Certo, il Pro Piacenza non sembrava avversario insidioso. Quart’ultimo posto, attacco sterile privato per giunta del suo elemento di punta Alessandro (squalificato), crisi di risultati e nessun tifoso al seguito – mentre circa 2200 sono i tifosi grigi presenti sugli spalti del Moccagatta, in un bel pomeriggio di sole con temperature ben al di sopra delle medie stagionali. Gli uomini di Pea, comunque, non hanno affatto demeritato (anche all’andata imposero ai Grigi un pareggio; uno a uno al Garilli il 10 settembre), ed anzi si sono resi protagonisti di un’ottima prova, creando alcune occasioni da gol e lottando su ogni pallone (particolarmente combattivo il possente centravanti Mastroianni). Il migliore in campo è il giovane portiere Stefano Gori, classe ’96, autore di pregevoli interventi, in particolare sui tiri insidiosi del Cartero. Da quel che abbiamo visto in campo e sentito in conferenza stampa a fine gara, crediamo che il numero uno bresciano (scuola Milan e proprietà del Bari) possa fare una buona carriera.

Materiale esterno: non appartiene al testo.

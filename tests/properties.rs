//! Property tests for particle conflicts and content models

use proptest::prelude::*;
use xmlgrammar::validators::{
    conflict, ContentSource, ElementSource, Leaf, Particle, SubstitutionGroupComparator,
    SubstitutionGroups, Wildcard, WildcardKind,
};
use xmlgrammar::{DocumentValidator, GrammarBuilder, Limits, QName, ViolationKind};

fn namespace() -> impl Strategy<Value = Option<String>> {
    prop_oneof![
        Just(None),
        Just(Some("urn:a".to_string())),
        Just(Some("urn:b".to_string())),
    ]
}

fn qname() -> impl Strategy<Value = QName> {
    (namespace(), prop::sample::select(vec!["x", "y", "z"]))
        .prop_map(|(ns, local)| QName::new(ns, local))
}

fn wildcard_kind() -> impl Strategy<Value = WildcardKind> {
    prop_oneof![
        Just(WildcardKind::Any),
        namespace().prop_map(WildcardKind::AnyNamespace),
        namespace().prop_map(WildcardKind::AnyOther),
    ]
}

fn leaf() -> impl Strategy<Value = Leaf> {
    prop_oneof![
        qname().prop_map(Leaf::Element),
        wildcard_kind().prop_map(|kind| Leaf::Wildcard(Wildcard::new(kind))),
    ]
}

fn substitution_groups() -> SubstitutionGroups {
    let mut groups = SubstitutionGroups::new();
    groups.add(QName::local("x"), QName::local("y"));
    groups.add(QName::namespaced("urn:a", "x"), QName::namespaced("urn:b", "z"));
    groups
}

proptest! {
    #[test]
    fn test_conflict_is_symmetric(a in leaf(), b in leaf()) {
        prop_assert_eq!(conflict(&a, &b, None), conflict(&b, &a, None));

        let groups = substitution_groups();
        let comparator: &dyn SubstitutionGroupComparator = &groups;
        prop_assert_eq!(
            conflict(&a, &b, Some(comparator)),
            conflict(&b, &a, Some(comparator))
        );
    }

    #[test]
    fn test_leaf_conflicts_with_itself(a in leaf()) {
        prop_assert!(conflict(&a, &a, None));
    }

    #[test]
    fn test_element_conflicts_with_wildcard_iff_allowed(name in qname(), kind in wildcard_kind()) {
        let wildcard = Wildcard::new(kind);
        let allowed = wildcard.allows(&name);
        prop_assert_eq!(
            conflict(&Leaf::Element(name), &Leaf::Wildcard(wildcard), None),
            allowed
        );
    }

    #[test]
    fn test_any_wildcard_is_total(name in qname()) {
        prop_assert!(Wildcard::any().allows(&name));
        prop_assert!(conflict(&Leaf::Element(name), &Leaf::Wildcard(Wildcard::any()), None));
    }

    #[test]
    fn test_sequence_model_language(children in prop::collection::vec(
        prop::sample::select(vec!["a", "b", "c"]), 0..6
    )) {
        let grammar = GrammarBuilder::schema(None)
            .with_element(ElementSource::global(
                QName::local("root"),
                ContentSource::Children(Particle::sequence([
                    Particle::local("a"),
                    Particle::local("b").optional(),
                    Particle::local("c").zero_or_more(),
                ])),
            ))
            .with_element(ElementSource::global(QName::local("a"), ContentSource::Empty))
            .with_element(ElementSource::global(QName::local("b"), ContentSource::Empty))
            .with_element(ElementSource::global(QName::local("c"), ContentSource::Empty))
            .compile(&Limits::default())
            .unwrap();

        let joined: String = children.concat();
        let expected = regex::Regex::new("^ab?c*$").unwrap().is_match(&joined);

        let mut validator = DocumentValidator::new(&grammar);
        validator.start_document();
        validator.start_element(&QName::local("root"), &[]).unwrap();
        for child in &children {
            validator.start_element(&QName::local(*child), &[]).unwrap();
            validator.end_element(&QName::local(*child)).unwrap();
        }
        validator.end_element(&QName::local("root")).unwrap();
        let report = validator.end_document().unwrap();

        prop_assert_eq!(report.valid, expected);
        prop_assert!(report.errors.iter().all(|e| matches!(
            e.kind,
            ViolationKind::UnexpectedElement | ViolationKind::IncompleteContent
        )));
    }
}
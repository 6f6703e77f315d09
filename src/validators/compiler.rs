//! Content-model compilation
//!
//! Lowers declared content models into the content-spec table and builds
//! their runtime form:
//! - particles with numeric occurrence ranges are expanded into nested
//!   optional copies (`a{2,4}` becomes `a,a,(a,(a)?)?`)
//! - a position automaton is built from the tree (first/last/follow sets)
//!   and subset-constructed into a [`Dfa`]
//! - every automaton state is checked for Unique Particle Attribution
//! - `all` groups compile to an [`AllModel`]
//!
//! Reference: https://www.w3.org/TR/xmlschema11-1/#cos-nonambig

use std::collections::{BTreeMap, BTreeSet, HashMap};
use std::fmt::Write;

use crate::error::{CompileError, CompileErrorKind, Error, Result};
use crate::limits::Limits;

use super::arena::ContentSpecIndex;
use super::conflict::{conflict, SubstitutionGroupComparator};
use super::content_spec::{ContentSpecNode, ContentSpecTable, ParticleId};
use super::elements::{ContentCategory, ContentSource};
use super::models::{AllModel, ContentModel, Dfa, DfaState, MixedModel};
use super::particles::{Compositor, Leaf, Occurs, Particle, Term};

fn compile_error(kind: CompileErrorKind, message: impl Into<String>) -> Error {
    Error::Compile(CompileError::new(kind, message).into())
}

/// Limit violations are reported as compile errors of the grammar
fn limit_error(err: Error) -> Error {
    match err {
        Error::LimitExceeded(message) => compile_error(CompileErrorKind::LimitExceeded, message),
        other => other,
    }
}

/// Compiled content of an element declaration
#[derive(Debug, Clone)]
pub struct CompiledContent {
    /// Content category
    pub category: ContentCategory,
    /// Runtime model
    pub model: ContentModel,
    /// Root of the lowered tree, when the model was lowered
    pub spec: Option<ContentSpecIndex>,
}

/// First/last sets and nullability of a subtree
#[derive(Debug, Default)]
struct Facts {
    nullable: bool,
    first: BTreeSet<usize>,
    last: BTreeSet<usize>,
}

/// Compiles content sources into runtime models
pub struct ContentSpecCompiler<'a> {
    table: &'a mut ContentSpecTable,
    limits: &'a Limits,
    comparator: Option<&'a dyn SubstitutionGroupComparator>,
    next_particle: ParticleId,
}
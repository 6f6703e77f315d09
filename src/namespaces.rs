//! XML namespace handling
//!
//! This module provides qualified names (QNames) and namespace prefix
//! mappings used when compiling selector/field expressions.

use std::collections::HashMap;
use std::fmt;

use serde::Serialize;

use crate::error::{CompileError, CompileErrorKind};

/// XML Namespace URI
pub type NamespaceUri = String;

/// Namespace prefix
pub type Prefix = String;

/// Qualified name (QName) - combination of namespace and local name
#[derive(Debug, Clone, PartialEq, Eq, Hash, PartialOrd, Ord, Serialize)]
pub struct QName {
    /// Namespace URI (None for no namespace)
    pub namespace: Option<NamespaceUri>,
    /// Local name
    pub local_name: String,
}

impl QName {
    /// Create a new QName
    pub fn new(namespace: Option<impl Into<String>>, local_name: impl Into<String>) -> Self {
        Self {
            namespace: namespace.map(|s| s.into()),
            local_name: local_name.into(),
        }
    }

    /// Create a QName without a namespace
    pub fn local(local_name: impl Into<String>) -> Self {
        Self {
            namespace: None,
            local_name: local_name.into(),
        }
    }

    /// Create a QName with a namespace
    pub fn namespaced(namespace: impl Into<String>, local_name: impl Into<String>) -> Self {
        Self {
            namespace: Some(namespace.into()),
            local_name: local_name.into(),
        }
    }

    /// Namespace URI as a string slice
    pub fn namespace(&self) -> Option<&str> {
        self.namespace.as_deref()
    }

    /// Check if this name is in the given namespace (None = no namespace)
    pub fn is_in_namespace(&self, namespace: Option<&str>) -> bool {
        self.namespace.as_deref() == namespace
    }
}

impl fmt::Display for QName {
    fn fmt(&self, f: &mut fmt::Formatter<'_>) -> fmt::Result {
        match &self.namespace {
            Some(ns) => write!(f, "{{{}}}{}", ns, self.local_name),
            None => write!(f, "{}", self.local_name),
        }
    }
}

/// Namespace context for resolving prefixes
#[derive(Debug, Clone)]
pub struct NamespaceContext {
    /// Mapping from prefix to namespace URI
    prefixes: HashMap<Prefix, NamespaceUri>,
    /// Default namespace (no prefix)
    default_namespace: Option<NamespaceUri>,
}

impl NamespaceContext {
    /// Create a new empty namespace context
    pub fn new() -> Self {
        Self {
            prefixes: HashMap::new(),
            default_namespace: None,
        }
    }

    /// Add a namespace prefix mapping
    pub fn add_prefix(&mut self, prefix: impl Into<String>, namespace: impl Into<String>) {
        self.prefixes.insert(prefix.into(), namespace.into());
    }

    /// Builder-style prefix mapping
    pub fn with_prefix(mut self, prefix: impl Into<String>, namespace: impl Into<String>) -> Self {
        self.add_prefix(prefix, namespace);
        self
    }

    /// Set the default namespace
    pub fn set_default_namespace(&mut self, namespace: impl Into<String>) {
        self.default_namespace = Some(namespace.into());
    }

    /// Get the namespace for a prefix
    pub fn get_namespace(&self, prefix: &str) -> Option<&str> {
        match prefix {
            "xml" => Some(XML_NAMESPACE),
            _ => self.prefixes.get(prefix).map(|s| s.as_str()),
        }
    }

    /// Get the default namespace
    pub fn get_default_namespace(&self) -> Option<&str> {
        self.default_namespace.as_deref()
    }

    /// Resolve a prefixed name to a QName
    pub fn resolve(&self, prefixed_name: &str) -> Result<QName, CompileError> {
        if let Some((prefix, local)) = prefixed_name.split_once(':') {
            let namespace = self.get_namespace(prefix).ok_or_else(|| {
                CompileError::new(
                    CompileErrorKind::UnresolvedReference,
                    format!("unknown namespace prefix '{}'", prefix),
                )
            })?;
            Ok(QName::namespaced(namespace, local))
        } else {
            Ok(QName::new(self.default_namespace.clone(), prefixed_name))
        }
    }
}

impl Default for NamespaceContext {
    fn default() -> Self {
        Self::new()
    }
}

/// XSD namespace (built-in datatypes live here)
pub const XSD_NAMESPACE: &str = "http://www.w3.org/2001/XMLSchema";

/// XML Schema instance namespace
pub const XSI_NAMESPACE: &str = "http://www.w3.org/2001/XMLSchema-instance";

/// XML namespace
pub const XML_NAMESPACE: &str = "http://www.w3.org/XML/1998/namespace";

/// XMLNS namespace
pub const XMLNS_NAMESPACE: &str = "http://www.w3.org/2000/xmlns/";

#[cfg(test)]
mod tests {
    use super::*;

    #[test]
    fn test_qname_creation() {
        let qname = QName::namespaced("http://example.com", "element");
        assert_eq!(qname.namespace, Some("http://example.com".to_string()));
        assert_eq!(qname.local_name, "element");
        assert!(qname.is_in_namespace(Some("http://example.com")));
        assert!(!qname.is_in_namespace(None));
    }

    #[test]
    fn test_qname_display() {
        let qname = QName::namespaced("http://example.com", "element");
        assert_eq!(qname.to_string(), "{http://example.com}element");

        let qname_local = QName::local("element");
        assert_eq!(qname_local.to_string(), "element");
    }

    #[test]
    fn test_namespace_context() {
        let mut ctx = NamespaceContext::new();
        ctx.add_prefix("xs", XSD_NAMESPACE);
        ctx.set_default_namespace("http://example.com");

        assert_eq!(ctx.get_namespace("xs"), Some(XSD_NAMESPACE));
        assert_eq!(ctx.get_namespace("xml"), Some(XML_NAMESPACE));
        assert_eq!(ctx.get_default_namespace(), Some("http://example.com"));
    }

    #[test]
    fn test_resolve_prefixed_name() {
        let ctx = NamespaceContext::new().with_prefix("xs", XSD_NAMESPACE);

        let qname = ctx.resolve("xs:element").unwrap();
        assert_eq!(qname.namespace.as_deref(), Some(XSD_NAMESPACE));
        assert_eq!(qname.local_name, "element");

        assert!(ctx.resolve("zz:element").is_err());
        assert_eq!(ctx.resolve("plain").unwrap(), QName::local("plain"));
    }
}
impl BuiltinType {
    const fn new(
        name: &'static str,
        base: Option<&'static str>,
        white_space: WhiteSpace,
        kind: BuiltinKind,
    ) -> Self {
        Self {
            name,
            base,
            white_space,
            kind,
        }
    }

    /// Local name of the type
    pub fn local_name(&self) -> &'static str {
        self.name
    }

    /// Local name of the base type
    pub fn base(&self) -> Option<&'static str> {
        self.base
    }

    /// Check if the type is a list type (NMTOKENS, IDREFS, ENTITIES)
    pub fn is_list(&self) -> bool {
        matches!(self.kind, BuiltinKind::List(_))
    }

    /// Check if the type is derived from `ancestor` (or is `ancestor`)
    pub fn derives_from(&self, ancestor: &str) -> bool {
        let mut current = Some(self);
        while let Some(ty) = current {
            if ty.name == ancestor {
                return true;
            }
            current = ty.base.and_then(builtin_type);
        }
        false
    }

    fn check(&self, value: &str, ctx: &ValueContext<'_>) -> Result<TypedValue, InvalidValue> {
        match self.kind {
            BuiltinKind::AnySimple | BuiltinKind::String => Ok(TypedValue::String(value.to_string())),
            BuiltinKind::NormalizedString | BuiltinKind::Token => {
                Ok(TypedValue::String(value.to_string()))
            }
            BuiltinKind::Language => {
                if LANGUAGE.is_match(value) {
                    Ok(TypedValue::String(value.to_string()))
                } else {
                    Err(InvalidValue::new(format!("'{}' is not a valid language tag", value)))
                }
            }
            BuiltinKind::Name => lexical(value, is_valid_name(value), "Name"),
            BuiltinKind::NcName => lexical(value, is_valid_ncname(value), self.name),
            BuiltinKind::Nmtoken => lexical(value, is_valid_nmtoken(value), "NMTOKEN"),
            BuiltinKind::Boolean => parse_boolean(value),
            BuiltinKind::Decimal => parse_decimal(value).map(TypedValue::Decimal),
            BuiltinKind::Integer { min, max } => parse_integer(value, self.name, min, max),
            BuiltinKind::Double => parse_double(value),
            BuiltinKind::Date => parse_date(value),
            BuiltinKind::DateTime => parse_date_time(value),
            BuiltinKind::Time => parse_time(value),
            BuiltinKind::AnyUri => parse_any_uri(value),
            BuiltinKind::Base64Binary => parse_base64(value),
            BuiltinKind::HexBinary => parse_hex(value),
            BuiltinKind::QName => parse_qname(value, ctx),
            BuiltinKind::List(item) => {
                let item_type = builtin_type(item)
                    .ok_or_else(|| InvalidValue::new(format!("unknown item type '{}'", item)))?;
                let items = value
                    .split_whitespace()
                    .map(|token| item_type.validate(token, ctx))
                    .collect::<Result<Vec<_>, _>>()?;
                if items.is_empty() {
                    return Err(InvalidValue::new(format!("{} value must not be empty", self.name)));
                }
                Ok(TypedValue::List(items))
            }
        }
    }
}

impl SimpleTypeValidator for BuiltinType {
    fn name(&self) -> QName {
        QName::namespaced(XSD_NAMESPACE, self.name)
    }

    fn white_space(&self) -> WhiteSpace {
        self.white_space
    }

    fn validate(&self, lexical: &str, ctx: &ValueContext<'_>) -> Result<TypedValue, InvalidValue> {
        let normalized = self.white_space.normalize(lexical);
        self.check(&normalized, ctx)
    }
}

static LANGUAGE: Lazy<Regex> =
    Lazy::new(|| Regex::new(r"^[a-zA-Z]{1,8}(-[a-zA-Z0-9]{1,8})*$").unwrap());

static DECIMAL: Lazy<Regex> = Lazy::new(|| Regex::new(r"^[+-]?(\d+(\.\d*)?|\.\d+)$").unwrap());

static INTEGER: Lazy<Regex> = Lazy::new(|| Regex::new(r"^[+-]?\d+$").unwrap());

static DOUBLE: Lazy<Regex> = Lazy::new(|| {
    Regex::new(r"^([+-]?(\d+(\.\d*)?|\.\d+)([eE][+-]?\d+)?|-?INF|\+INF|NaN)$").unwrap()
});

fn lexical(value: &str, valid: bool, type_name: &str) -> Result<TypedValue, InvalidValue> {
    if valid {
        Ok(TypedValue::String(value.to_string()))
    } else {
        Err(InvalidValue::new(format!("'{}' is not a valid {}", value, type_name)))
    }
}

fn parse_boolean(value: &str) -> Result<TypedValue, InvalidValue> {
    match value {
        "true" | "1" => Ok(TypedValue::Boolean(true)),
        "false" | "0" => Ok(TypedValue::Boolean(false)),
        _ => Err(InvalidValue::new(format!("'{}' is not a valid boolean", value))),
    }
}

Alla fine ha deciso una rete di Fischnaller, entrato al decimo della ripresa per Sestu (meno efficace del solito), e capace di imprimere un cambio di ritmo a tutta la squadra. Meritato il suo gol, che dà tre punti e fiducia. Ora saranno certamente importanti le prossime operazioni di mercato, ma forse non decisive. Sembrano in partenza alcuni elementi provenienti da categorie superiori, e non ben inseriti nella realtà della Lega Pro (dopo Gozzi a Vercelli, sarà il turno di Casasola e di Bellomo? Magari anche di Agazzi? Staremo a vedere). Non guasterebbe innestare una punta centrale di peso. Ma bisogna fare attenzione a non compromettere l’equilibrio costruito in queste settimane. Fondamentale la mano di Marcolini, il nostro “normal one”, capace di rimettere in sesto un ambiente in pezzi. Livorno è uno snodo fondamentale. Ma ci si arriva in buone condizioni, e un risultato positivo non è più un miraggio. Tutta’altro..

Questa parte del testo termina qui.